Современные теоретики науки (например, Томас Кун, Thomas Kuhn, 1922- 1996), которые делают упор на фундаментальное значение в истории науки таких сдвигов парадигм, склонны рассматривать их в качестве событий почти иррациональных с точки зрения внутреннего развития науки. Можно попытаться объяснять эти сдвиги социологически, но при этом они остаются почти непостижимыми в плане внутренней логики науки. В дополнение к этому достаточно проблематичными оказываются и разговоры о научном прогрессе. Парадигмы сменяют друг друга. Означает ли это, что наука движется вперед, развивается? Отсутствует какая-либо верховная научная точка зрения, которая давала бы нам право говорить, что новая парадигма лучше старой. Можно лишь утверждать, что они отличаются друг от друга'.

Так, не вдаваясь в детали, можно охарактеризовать в упрощенном виде позицию Куна и его последователей. Для дальнейшего этих замечаний о типе научно-теоретических проблем, возникающих в связи с конфликтом геоцентрической и гелиоцентрической систем мира, будет достаточно.

Переход к гелиоцентрической системе мира означал многое для ренессансного понимания человека.
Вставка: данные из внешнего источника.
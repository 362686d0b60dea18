use ratatui::layout::{Constraint, Direction, Layout, Rect};

#[derive(Debug, Clone, Copy, PartialEq, Eq)]
pub struct SearchLayout {
    pub title: Rect,
    pub input: Rect,
    pub separator: Rect,
    pub menu: Rect,
    pub list: Rect,
    pub status: Rect,
}

pub fn split_search_layout(area: Rect) -> SearchLayout {
    let chunks = Layout::default()
        .direction(Direction::Vertical)
        .constraints([
            Constraint::Length(1),
            Constraint::Length(1),
            Constraint::Length(1),
            Constraint::Length(1),
            Constraint::Min(1),
            Constraint::Length(1),
        ])
        .split(area);

    SearchLayout {
        title: chunks[0],
        input: chunks[1],
        separator: chunks[2],
        menu: chunks[3],
        list: chunks[4],
        status: chunks[5],
    }
}

pub(crate) fn centered_rect(area: Rect, width: u16, height: u16) -> Rect {
    let width = width.max(1).min(area.width);
    let height = height.max(1).min(area.height);
    let x = area.x + (area.width.saturating_sub(width)) / 2;
    let y = area.y + (area.height.saturating_sub(height)) / 2;
    Rect::new(x, y, width, height)
}
use crate::capability::{ActionAffordance, ActionCapability, CapabilityProbe};
use crate::config::ShowAsAction;

/// Fewest colours needed to tell an action chip apart from plain menu text.
const MIN_ACTION_COLORS: u16 = 16;

/// Asks the terminal how many colours it can draw.
#[derive(Debug, Clone, Copy, Default)]
pub struct TerminalColorProbe;

impl CapabilityProbe for TerminalColorProbe {
    fn probe(&self) -> Option<ActionAffordance> {
        let colors = crossterm::style::available_color_count();
        tracing::debug!(colors, "terminal colour count");
        affordance_for_colors(colors)
    }
}

fn affordance_for_colors(colors: u16) -> Option<ActionAffordance> {
    (colors >= MIN_ACTION_COLORS).then_some(ActionAffordance { colors })
}

pub fn capability_for(mode: ShowAsAction) -> ActionCapability {
    match mode {
        ShowAsAction::Auto => ActionCapability::new(Box::new(TerminalColorProbe)),
        ShowAsAction::Always => ActionCapability::fixed(true),
        ShowAsAction::Never => ActionCapability::fixed(false),
    }
}
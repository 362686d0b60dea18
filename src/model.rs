use std::fmt;

use serde::Deserialize;

/// Opaque number of one dictionary entry.
#[derive(Debug, Clone, Copy, PartialEq, Eq, Hash, PartialOrd, Ord, Deserialize)]
#[serde(transparent)]
pub struct ArticleId(pub u32);

/// Opaque number of a position inside an article, usually one sense.
#[derive(Debug, Clone, Copy, PartialEq, Eq, Hash, PartialOrd, Ord, Deserialize)]
#[serde(transparent)]
pub struct MarkId(pub u32);

#[derive(Debug, Clone, Copy, PartialEq, Eq, Hash)]
pub struct SearchResult {
    pub article: ArticleId,
    pub mark: MarkId,
}

impl SearchResult {
    pub fn new(article: ArticleId, mark: MarkId) -> Self {
        Self { article, mark }
    }
}

#[derive(Debug, Clone, PartialEq, Eq, Hash, PartialOrd, Ord, Deserialize)]
#[serde(transparent)]
pub struct LanguageCode(String);

impl LanguageCode {
    /// Code of the base language every other language is translated from.
    pub const DEFAULT: &'static str = "eo";

    pub fn new(code: impl Into<String>) -> Self {
        Self(code.into())
    }

    pub fn default_language() -> Self {
        Self::new(Self::DEFAULT)
    }

    pub fn as_str(&self) -> &str {
        &self.0
    }

    pub fn is_default(&self) -> bool {
        self.0 == Self::DEFAULT
    }
}

impl fmt::Display for LanguageCode {
    fn fmt(&self, f: &mut fmt::Formatter<'_>) -> fmt::Result {
        f.write_str(&self.0)
    }
}

impl From<&str> for LanguageCode {
    fn from(value: &str) -> Self {
        Self::new(value)
    }
}

#[derive(Debug, Clone, PartialEq, Eq)]
pub struct MenuEntry {
    pub label: String,
    pub target_language: LanguageCode,
    /// The host may render this entry as a compact action.
    pub emphasized: bool,
}
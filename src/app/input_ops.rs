use crossterm::event::{Event, KeyEvent, KeyEventKind};
use tui_input::backend::crossterm::EventHandler;

use crate::command::{Command, CommandOutcome};
use crate::error::AppResult;
use crate::input::map_key_to_command_with_preset;
use crate::navigation::DisplaySink;

use super::core::App;
use super::state::Mode;

const PAGE_STEP: isize = 10;

#[derive(Debug, Clone, Copy, Default, PartialEq, Eq)]
pub(crate) struct InputEventOutcome {
    pub redraw: bool,
    pub quit_requested: bool,
}

impl App {
    pub(crate) fn handle_input_event(&mut self, event: Event) -> AppResult<InputEventOutcome> {
        match event {
            Event::Key(key) if matches!(key.kind, KeyEventKind::Press | KeyEventKind::Repeat) => {
                self.handle_key_event(key)
            }
            Event::Resize(_, _) => Ok(InputEventOutcome {
                redraw: true,
                quit_requested: false,
            }),
            _ => Ok(InputEventOutcome::default()),
        }
    }

    pub(crate) fn handle_key_event(&mut self, key: KeyEvent) -> AppResult<InputEventOutcome> {
        let command = map_key_to_command_with_preset(key, self.state.mode, self.keymap);
        let redraw = match command {
            Some(command) => {
                self.state.status.last_command = Some(command);
                matches!(self.dispatch_command(command)?, CommandOutcome::Applied)
            }
            None if self.state.mode == Mode::Search => self.edit_query(key),
            None => false,
        };

        Ok(InputEventOutcome {
            redraw,
            quit_requested: self.state.quit_requested,
        })
    }

    /// Feeds a key to the text field and reports the edit to the controller.
    fn edit_query(&mut self, key: KeyEvent) -> bool {
        let before = self.search.sink.field_text();
        self.search.sink.input.handle_event(&Event::Key(key));
        let after = self.search.sink.field_text();
        if before == after {
            // Cursor movement only.
            return true;
        }
        self.search
            .controller
            .on_query_changed(&after, self.filter.as_mut());
        self.search.reset_selection();
        true
    }

    pub(crate) fn dispatch_command(&mut self, command: Command) -> AppResult<CommandOutcome> {
        let outcome = match (self.state.mode, command) {
            (_, Command::Quit) => {
                self.state.quit_requested = true;
                CommandOutcome::Applied
            }
            (Mode::Search, Command::SelectPrev) => moved(self.search.select_by(-1)),
            (Mode::Search, Command::SelectNext) => moved(self.search.select_by(1)),
            (Mode::Search, Command::PageUp) => moved(self.search.select_by(-PAGE_STEP)),
            (Mode::Search, Command::PageDown) => moved(self.search.select_by(PAGE_STEP)),
            (Mode::Search, Command::Activate) => {
                if self.search.controller.count() == 0 {
                    CommandOutcome::Noop
                } else {
                    let selected = self.search.selected;
                    self.search
                        .controller
                        .on_result_activated(selected, &mut self.search.sink)?;
                    self.process_navigation()?;
                    CommandOutcome::Applied
                }
            }
            (Mode::Search, Command::Menu(index)) => {
                let Some(action) = self.search.menu.get(index).cloned() else {
                    return Ok(CommandOutcome::Noop);
                };
                self.search
                    .controller
                    .on_menu_action_selected(&action, &mut self.search.sink);
                self.process_navigation()?;
                CommandOutcome::Applied
            }
            (Mode::Search, Command::About) => {
                self.state.mode = Mode::About;
                CommandOutcome::Applied
            }
            (Mode::Article, Command::SelectPrev) => self.scroll_article(-1),
            (Mode::Article, Command::SelectNext) => self.scroll_article(1),
            (Mode::Article, Command::PageUp) => self.scroll_article(-PAGE_STEP),
            (Mode::Article, Command::PageDown) => self.scroll_article(PAGE_STEP),
            (Mode::Article, Command::Back) => {
                self.article = None;
                self.state.mode = Mode::Search;
                self.search.controller.on_screen_resumed(&mut self.search.sink);
                CommandOutcome::Applied
            }
            (Mode::About, Command::Back) => {
                self.state.mode = if self.article.is_some() {
                    Mode::Article
                } else {
                    Mode::Search
                };
                CommandOutcome::Applied
            }
            _ => CommandOutcome::Noop,
        };
        tracing::debug!(command = command.id(), ?outcome, "command dispatched");
        Ok(outcome)
    }

    fn scroll_article(&mut self, delta: isize) -> CommandOutcome {
        match self.article.as_mut() {
            Some(article) => {
                article.scroll_by(delta);
                CommandOutcome::Applied
            }
            None => CommandOutcome::Noop,
        }
    }
}

fn moved(changed: bool) -> CommandOutcome {
    if changed {
        CommandOutcome::Applied
    } else {
        CommandOutcome::Noop
    }
}
use std::fs;
use std::path::{Path, PathBuf};

use serde::Deserialize;

use crate::dictionary::DEFAULT_MAX_RESULTS;
use crate::error::{AppError, AppResult};
use crate::menu::DEFAULT_MENU_MAX_LANGUAGES;
use crate::model::LanguageCode;

#[derive(Debug, Clone, Deserialize, PartialEq, Default)]
#[serde(default)]
pub struct Config {
    pub search: SearchConfig,
    pub ui: UiConfig,
    pub keymap: KeymapConfig,
    pub log: LogConfig,
    pub dictionary: DictionaryConfig,
}

#[derive(Debug, Clone, Deserialize, PartialEq, Eq)]
#[serde(default)]
pub struct SearchConfig {
    pub default_language: String,
    pub menu_max_languages: usize,
    pub max_results: usize,
    pub cache_entries: usize,
}

impl Default for SearchConfig {
    fn default() -> Self {
        Self {
            default_language: LanguageCode::DEFAULT.to_string(),
            menu_max_languages: DEFAULT_MENU_MAX_LANGUAGES,
            max_results: DEFAULT_MAX_RESULTS,
            cache_entries: 128,
        }
    }
}

#[derive(Debug, Clone, Copy, Deserialize, PartialEq, Eq, Default)]
#[serde(rename_all = "lowercase")]
pub enum ShowAsAction {
    /// Ask the terminal.
    #[default]
    Auto,
    Always,
    Never,
}

#[derive(Debug, Clone, Deserialize, PartialEq, Eq)]
#[serde(default)]
pub struct UiConfig {
    pub poll_interval_ms: u64,
    pub show_as_action: ShowAsAction,
}

impl Default for UiConfig {
    fn default() -> Self {
        Self {
            poll_interval_ms: 16,
            show_as_action: ShowAsAction::Auto,
        }
    }
}

#[derive(Debug, Clone, Deserialize, PartialEq, Eq)]
#[serde(default)]
pub struct KeymapConfig {
    pub preset: String,
}

impl Default for KeymapConfig {
    fn default() -> Self {
        Self {
            preset: "default".to_string(),
        }
    }
}

#[derive(Debug, Clone, Deserialize, PartialEq, Eq)]
#[serde(default)]
pub struct LogConfig {
    pub file: Option<PathBuf>,
    pub filter: String,
}

impl Default for LogConfig {
    fn default() -> Self {
        Self {
            file: None,
            filter: "info".to_string(),
        }
    }
}

#[derive(Debug, Clone, Deserialize, PartialEq, Eq, Default)]
#[serde(default)]
pub struct DictionaryConfig {
    pub path: Option<PathBuf>,
}

impl Config {
    pub fn load() -> AppResult<Self> {
        let Some(path) = default_config_path() else {
            return Ok(Self::default());
        };
        Self::load_from_path(path)
    }

    pub fn load_from_path(path: impl AsRef<Path>) -> AppResult<Self> {
        let path = path.as_ref();
        if !path.exists() {
            return Ok(Self::default());
        }
        if !path.is_file() {
            return Err(AppError::invalid_argument(format!(
                "config path is not a regular file: {}",
                path.display()
            )));
        }

        let raw = fs::read_to_string(path).map_err(|source| {
            AppError::io_with_context(source, format!("failed to read config: {}", path.display()))
        })?;
        let parsed = toml::from_str::<Self>(&raw).map_err(|source| {
            AppError::invalid_argument(format!(
                "failed to parse config {}: {source}",
                path.display()
            ))
        })?;
        Ok(parsed.sanitized())
    }

    fn sanitized(mut self) -> Self {
        let trimmed = self.search.default_language.trim();
        if trimmed.is_empty() {
            self.search.default_language = SearchConfig::default().default_language;
        } else {
            self.search.default_language = trimmed.to_string();
        }
        self.search.max_results = self.search.max_results.max(1);
        self.ui.poll_interval_ms = self.ui.poll_interval_ms.clamp(1, 1000);
        if self.log.filter.trim().is_empty() {
            self.log.filter = LogConfig::default().filter;
        }
        self
    }

    pub fn default_language(&self) -> LanguageCode {
        LanguageCode::new(self.search.default_language.clone())
    }
}

pub fn default_config_path() -> Option<PathBuf> {
    if let Some(explicit) = std::env::var_os("PREVO_CONFIG_PATH")
        && !explicit.is_empty()
    {
        return Some(PathBuf::from(explicit));
    }

    if let Some(xdg) = std::env::var_os("XDG_CONFIG_HOME")
        && !xdg.is_empty()
    {
        return Some(PathBuf::from(xdg).join("prevo").join("config.toml"));
    }
    if let Some(home) = std::env::var_os("HOME")
        && !home.is_empty()
    {
        return Some(
            PathBuf::from(home)
                .join(".config")
                .join("prevo")
                .join("config.toml"),
        );
    }
    if let Some(appdata) = std::env::var_os("APPDATA")
        && !appdata.is_empty()
    {
        return Some(PathBuf::from(appdata).join("prevo").join("config.toml"));
    }
    None
}
use std::sync::Arc;

use crate::model::SearchResult;

/// Ordered results shown by the list view.
///
/// The sequence is only ever swapped as a whole. Every swap bumps the
/// revision; the app polls `take_changed` after collecting completions to
/// decide whether the selection is stale.
#[derive(Debug, Clone)]
pub struct ResultList {
    results: Arc<[SearchResult]>,
    revision: u64,
    seen_revision: u64,
}

impl Default for ResultList {
    fn default() -> Self {
        Self {
            results: Arc::from(Vec::new()),
            revision: 0,
            seen_revision: 0,
        }
    }
}

impl ResultList {
    pub fn replace_results(&mut self, results: impl Into<Arc<[SearchResult]>>) {
        self.results = results.into();
        self.revision = self.revision.wrapping_add(1);
    }

    /// Empties the list. Returns false when it was already empty.
    pub fn clear(&mut self) -> bool {
        if self.results.is_empty() {
            return false;
        }
        self.replace_results(Vec::new());
        true
    }

    pub fn get(&self, index: usize) -> Option<&SearchResult> {
        self.results.get(index)
    }

    pub fn count(&self) -> usize {
        self.results.len()
    }

    pub fn is_empty(&self) -> bool {
        self.results.is_empty()
    }

    pub fn as_slice(&self) -> &[SearchResult] {
        &self.results
    }

    pub fn take_changed(&mut self) -> bool {
        let changed = self.seen_revision != self.revision;
        self.seen_revision = self.revision;
        changed
    }
}
//! Tracing setup. The terminal belongs to the UI, so events only go to a file.

use std::fs::OpenOptions;
use std::sync::{Mutex, Once};

use tracing_subscriber::EnvFilter;

use crate::config::LogConfig;
use crate::error::{AppError, AppResult};

static INIT: Once = Once::new();

/// Installs the global subscriber once. Returns false when logging stays off
/// (no file configured, or already initialized).
pub fn init(config: &LogConfig) -> AppResult<bool> {
    let Some(path) = config.file.as_ref() else {
        return Ok(false);
    };

    let file = OpenOptions::new()
        .create(true)
        .append(true)
        .open(path)
        .map_err(|source| {
            AppError::io_with_context(source, format!("failed to open log file: {}", path.display()))
        })?;
    let filter = EnvFilter::try_from_default_env()
        .or_else(|_| EnvFilter::try_new(&config.filter))
        .map_err(|err| AppError::invalid_argument(format!("invalid log filter: {err}")))?;

    let mut installed = false;
    INIT.call_once(|| {
        installed = tracing_subscriber::fmt()
            .with_env_filter(filter)
            .with_ansi(false)
            .with_target(true)
            .with_writer(Mutex::new(file))
            .compact()
            .try_init()
            .is_ok();
    });
    Ok(installed)
}
pub type AppResult<T> = Result<T, AppError>;

#[derive(thiserror::Error, Debug)]
pub enum AppError {
    #[error("I/O error: {context}")]
    Io {
        #[source]
        source: std::io::Error,
        context: String,
    },
    #[error("dictionary error: {context}")]
    Dictionary {
        #[source]
        source: Box<dyn std::error::Error + Send + Sync>,
        context: String,
    },
    #[error("invalid argument: {0}")]
    InvalidArgument(String),
    #[error("unsupported: {0}")]
    Unsupported(String),
    /// A caller broke a contract of the search screen. Not recoverable.
    #[error("invariant violated: {0}")]
    Invariant(String),
}

impl From<std::io::Error> for AppError {
    fn from(source: std::io::Error) -> Self {
        Self::Io {
            source,
            context: "I/O operation failed".to_string(),
        }
    }
}

impl AppError {
    pub fn io_with_context(source: std::io::Error, context: impl Into<String>) -> Self {
        Self::Io {
            source,
            context: context.into(),
        }
    }

    pub fn dictionary(
        source: impl std::error::Error + Send + Sync + 'static,
        context: impl Into<String>,
    ) -> Self {
        Self::Dictionary {
            source: Box::new(source),
            context: context.into(),
        }
    }

    pub fn invalid_argument(message: impl Into<String>) -> Self {
        Self::InvalidArgument(message.into())
    }

    pub fn unsupported(message: impl Into<String>) -> Self {
        Self::Unsupported(message.into())
    }

    pub fn invariant(message: impl Into<String>) -> Self {
        Self::Invariant(message.into())
    }

    pub fn is_invariant(&self) -> bool {
        matches!(self, Self::Invariant(_))
    }
}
После пребывания в центре конечного мира люди обнаружили себя на одной из малых планет бесконечной вселенной. Вселенная стала менее "домашней". "Вечное молчание этих бесконечных пространств пугает меня" [Паскаль, Мысли, 206].

В Новое время произошел также переворот в механике, заключавшийся в переходе от аристотелевской к галилеево-ньютонов-ской механике. Но в основном это был переход от теории, встретившейся с трудностями в объяснении наблюдаемых фактов, к теории, которая их объясняла.
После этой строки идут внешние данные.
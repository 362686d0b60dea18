use crate::catalog::LanguageCatalog;
use crate::model::{LanguageCode, MenuEntry};
use crate::navigation::ShellAction;

pub const DEFAULT_MENU_MAX_LANGUAGES: usize = 3;

const ESPERANTO_LABEL: &str = "Search in Esperanto";

/// Everything a search screen's options menu can hold.
#[derive(Debug, Clone, PartialEq, Eq)]
pub enum MenuAction {
    /// Reopen the search screen for another language.
    Language(MenuEntry),
    Shell(ShellAction),
}

/// Alternative-language entries for the search menu.
///
/// `max` counts the whole menu budget; one slot is kept for the screen's own
/// items, so at most `max - 1` languages are returned. Unless the active
/// language is the default one, the default is pinned first.
pub fn build_language_menu(
    catalog: &dyn LanguageCatalog,
    active: Option<&LanguageCode>,
    max: usize,
    emphasized: bool,
) -> Vec<MenuEntry> {
    let mut slots = max.saturating_sub(1);
    let mut entries = Vec::with_capacity(slots);
    if slots == 0 {
        return entries;
    }

    let active_is_default = active.is_some_and(LanguageCode::is_default);
    if !active_is_default {
        entries.push(menu_entry(catalog, LanguageCode::default_language(), emphasized));
        slots -= 1;
    }

    for language in catalog.languages() {
        if slots == 0 {
            break;
        }
        if language.is_default() || active == Some(&language) {
            continue;
        }
        entries.push(menu_entry(catalog, language, emphasized));
        slots -= 1;
    }

    entries
}

pub fn language_label(catalog: &dyn LanguageCatalog, language: &LanguageCode) -> String {
    if language.is_default() {
        ESPERANTO_LABEL.to_string()
    } else {
        format!("Search in {}", catalog.language_name(language))
    }
}

fn menu_entry(
    catalog: &dyn LanguageCatalog,
    language: LanguageCode,
    emphasized: bool,
) -> MenuEntry {
    MenuEntry {
        label: language_label(catalog, &language),
        target_language: language,
        emphasized,
    }
}
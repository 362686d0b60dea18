//! One-time detection of the "show as action" menu affordance.
//!
//! An [`ActionCapability`] is created once at startup and shared by reference.
//! The probe runs on first use and its answer is kept for the rest of the
//! process; it is never re-run.

use std::sync::OnceLock;

/// Handle returned by a successful probe.
#[derive(Debug, Clone, Copy, PartialEq, Eq)]
pub struct ActionAffordance {
    /// Colours the host can use to draw compact actions.
    pub colors: u16,
}

pub trait CapabilityProbe: Send + Sync {
    /// `None` means the platform cannot render compact actions.
    fn probe(&self) -> Option<ActionAffordance>;
}

/// Probe with a preset answer. Used for config overrides and tests.
#[derive(Debug, Clone, Copy)]
pub struct FixedProbe(pub Option<ActionAffordance>);

impl CapabilityProbe for FixedProbe {
    fn probe(&self) -> Option<ActionAffordance> {
        self.0
    }
}

pub struct ActionCapability {
    probe: Box<dyn CapabilityProbe>,
    resolved: OnceLock<Option<ActionAffordance>>,
}

impl ActionCapability {
    pub fn new(probe: Box<dyn CapabilityProbe>) -> Self {
        Self {
            probe,
            resolved: OnceLock::new(),
        }
    }

    pub fn fixed(supported: bool) -> Self {
        let affordance = supported.then_some(ActionAffordance { colors: 256 });
        Self::new(Box::new(FixedProbe(affordance)))
    }

    pub fn affordance(&self) -> Option<ActionAffordance> {
        *self.resolved.get_or_init(|| {
            let resolved = self.probe.probe();
            if resolved.is_none() {
                tracing::info!("show-as-action affordance not supported");
            }
            resolved
        })
    }

    pub fn is_supported(&self) -> bool {
        self.affordance().is_some()
    }
}

impl std::fmt::Debug for ActionCapability {
    fn fmt(&self, f: &mut std::fmt::Formatter<'_>) -> std::fmt::Result {
        f.debug_struct("ActionCapability")
            .field("resolved", &self.resolved.get())
            .finish_non_exhaustive()
    }
}
use crossterm::event::Event;

#[derive(Debug)]
pub(crate) enum DomainEvent {
    Input(Event),
    InputError(String),
}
Аристотель объяснял движение неорганических вещей (камней, повозок, стрел и т.п.) тем, что все вещи стремятся к своему естественному месту. Тяжелые вещи (камни) падают вниз, поскольку их естественное место ближе к поверхности земли. Легкие вещи (дым) поднимаются вверх, поскольку их естественное место расположено выше. В каком-то смысле движения вещей объяснялись их целями, а целью вещи является ее естественное место. Очевидно, что неорганические вещи не обладают каким-либо представлением о цели. Столь же очевидно, что они сами не могут сделать ничего для достижения своей цели. Однако для Аристотеля вселенная иерархизирована, имеет низ и верх, а различные вещи принадлежат разным уровням космоса.

В результате Аристотель не имел каких-либо проблем при объяснении, например, движения падения. Принимаемые им предпосылки уже содержат утверждение, что тяжелые тела падают. Проблемой для аристотелевской физики было не само падение, а его скорость. Аристотель полагал, что тяжелые тела падают быстрее легких. Согласно новой механике, все свободно падающие тела движутся с одинаковой скоростью, если отсутствует сопротивление воздуха. Иногда это различие объясняют тем, что будто бы физики-аристотелианцы пренебрегали наблюдениями. Вот если бы они только посмотрели вокруг себя, то они скорректировали бы свои взгляды! Ситуация оказывается, однако, более сложной. Аристотель использовал иное понятие пространства, чем новая механика. Для него пространство всегда заполнено. Он не признавал идею пустого, свободного от трения пространства. Пространство понималось им как нечто, подобное таким "средним" элементам, как воздух и вода. Поэтому среда, в которой падают тела, всегда оказывает сопротивление. И, действительно, если мы бросим медный шар и гусиное перо в наполненном воздухом пространстве, то, конечно, шар будет падать быстрее.

Ньютоновская механика исходит из совершенно иных предпосылок. Пространство является пустым, то есть не оказывает сопротивления. Тела остаются в состоянии движения с постоянной скоростью в неизменном направлении до тех пор, пока они ife сталкиваются друг с другом и не изменяют в результате этого свою скорость и направление движения. Это фундаментальное предположение не согласуется с обыденным опытом и является чисто концептуальной моделью. Речь об эмпирической проверке классической механики может идти только в специальных условиях, например, когда устранено сопротивление воздуха. Таким обра зом, существует и может плодотворно использоваться связь меж ду абстрактными моделями и систематическими экспериментами.